Glitch or no glitch on the NYSE, this kind of volatility has got to bear on the evaluation of equities as a long term investment for the average person, especially since stocks have been such poor performers over the last ten years. Ten years ago, a conservative portfolio would have predominantly comprised some mix of the following: government bonds, income trusts, good quality mortgage backed securities, REIT's, even bank stocks and perhaps a few investment properties scattered around the country.

Even Greek government bonds would have been preferred........to gold. A conservative portfolio then did not include gold. It was a four letter word... considered much riskier than many assets.

The euro too was supposed to be the anti-gold establishment's answer to the worry that there was no alternative reserve currency. The currencies competing for this position (vis-à-vis the USD) were backed by comparatively smaller governments, most of which typically ran unsound monetary policies.

The few that were considered to be sound - the Swiss, German, French and British currencies - were either not really, or simply had too small a float to achieve the worldwide circulation the dollar had.

Agitation by inflationists and economists (on both sides of the ocean) for a move towards the creation of large currency blocs during the 1990's was based on the idea that size, rather than sound monetary policy, would promote the circulation of a given currency, enabling it to compete with the dollar, and bestowing upon it and the lucky nation all sorts of privileges that apparently only the US enjoys today.

But importantly, the Euro was hailed as the next reserve currency.

We never believed it, but we are at the point now where the rest of the market doesn't either.

So, given this, how would one construct a conservative income portfolio today?

Today, with the safest securities yielding hardly enough interest to cover inflation and taxes, where can the average person invest prudently? Where would you tell your grandmother to put her retirement nest egg? Even stocks as an asset class were considered a relatively safe long term investment ten years ago... a must in fact for the baby boomer. In the two decades previous, after all, they'd gone up in most years with but few hiccups. Mutual fund salesmen never had it so good.

Gold has scored a lot of points in its performance over the last decade.

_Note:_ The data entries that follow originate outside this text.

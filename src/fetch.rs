//! Remote fetch capability.

use async_trait::async_trait;
use tracing::debug;

use crate::error::{FeedError, FeedResult};
use crate::http::{Request, Response};

/// Something that can put a request on the network.
///
/// Resolves with the server's response whatever its status; fails with
/// `NetworkFailure` only when no response was obtained.
#[async_trait]
pub trait Fetcher: Send + Sync {
  async fn fetch(&self, request: &Request) -> FeedResult<Response>;
}

/// Fetcher backed by a reqwest client
#[derive(Clone)]
pub struct HttpFetcher {
  client: reqwest::Client,
}

impl HttpFetcher {
  pub fn new() -> FeedResult<Self> {
    let client = reqwest::Client::builder()
      .user_agent(concat!("feedsync/", env!("CARGO_PKG_VERSION")))
      .build()
      .map_err(|e| FeedError::network("client", e))?;
    Ok(Self { client })
  }

  pub fn client(&self) -> &reqwest::Client {
    &self.client
  }
}

#[async_trait]
impl Fetcher for HttpFetcher {
  async fn fetch(&self, request: &Request) -> FeedResult<Response> {
    let mut builder = self
      .client
      .request(request.method().clone(), request.url().clone());
    for (name, value) in request.headers() {
      builder = builder.header(name.as_str(), value.as_str());
    }
    if let Some(body) = request.body() {
      builder = builder.body(body.clone());
    }

    let response = builder
      .send()
      .await
      .map_err(|e| FeedError::network(request.url().as_str(), e))?;

    let status = response.status().as_u16();
    let url = response.url().to_string();
    let headers = response
      .headers()
      .iter()
      .filter_map(|(name, value)| {
        value
          .to_str()
          .ok()
          .map(|v| (name.as_str().to_string(), v.to_string()))
      })
      .collect();
    let body = response
      .bytes()
      .await
      .map_err(|e| FeedError::network(request.url().as_str(), e))?;

    debug!(url = %request.url(), status, bytes = body.len(), "Fetched");
    Ok(Response::new(status, url, headers, body))
  }
}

It has not always been the best place to be in the short term but it has proven to be the best place to be over the decade -note that the stock market is down in this period, and that Berkshire's total return is less than 80 percent.

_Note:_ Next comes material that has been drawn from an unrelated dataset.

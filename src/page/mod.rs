//! The page context: what the app's UI does with the worker and the store.

mod feed;

pub use feed::{FeedQuery, FeedSource, FeedView};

We think this will continue as the lesson drawn from previous crises continues to be the same: i.e. the government or the central bank did not act fast enough to preempt it. The politics of abandoning the boom time policy are littered with pot holes that could cost elections. Indeed, the principle of unsound money, as we call it, is a feature of the democratic state, and not free market capitalism -inflation is to a [progressive] democracy what the gold standard was to laissez faire liberalism in the 19th century.

In a recent conference call well known hedge fund manager [John] Paulson said he was bullish on stocks and the housing market, "The market correction is a buying opportunity in the U.S. and European equity markets, in the face of the recovery we're likely to experience." He said we should buy homes too. For the record we have to agree, more or less, since the value of capital should hold up better than the value of currency in this environment of competitive currency devaluation.

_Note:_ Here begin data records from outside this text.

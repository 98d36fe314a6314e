//! Deferred writes and background sync.
//!
//! A post that cannot be delivered is written to the `sync-posts` queue and a
//! sync registration is recorded under a fixed tag. When connectivity comes
//! back the registration fires, the queue is replayed, and the registration
//! is dropped only once every queued post was accepted.

mod connectivity;
mod coordinator;
mod registry;

pub use connectivity::{spawn_watcher, ConnectivityProbe};
pub use coordinator::{ReplayReport, SubmitOutcome, SyncCoordinator};
pub use registry::SyncRegistry;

Certainly, we expect the golds to correct as the safehaven trade unwinds and everyone rushes back into stocks (spending those new euros before they're even printed), and out of bonds and currency.

While gold stocks are not as expensive as they were at the top of the 2006-08 cycle, in relation to the gold price, many could be overbought in the short term. Nevertheless, we continue to expect to see our $1400 target (for 2010) in coming months, and expect gold shares to generally outperform.

And if by then we don't have new governments talking about austerity packages and abandoning the printing press, we should expect the precious metals to really catch fire.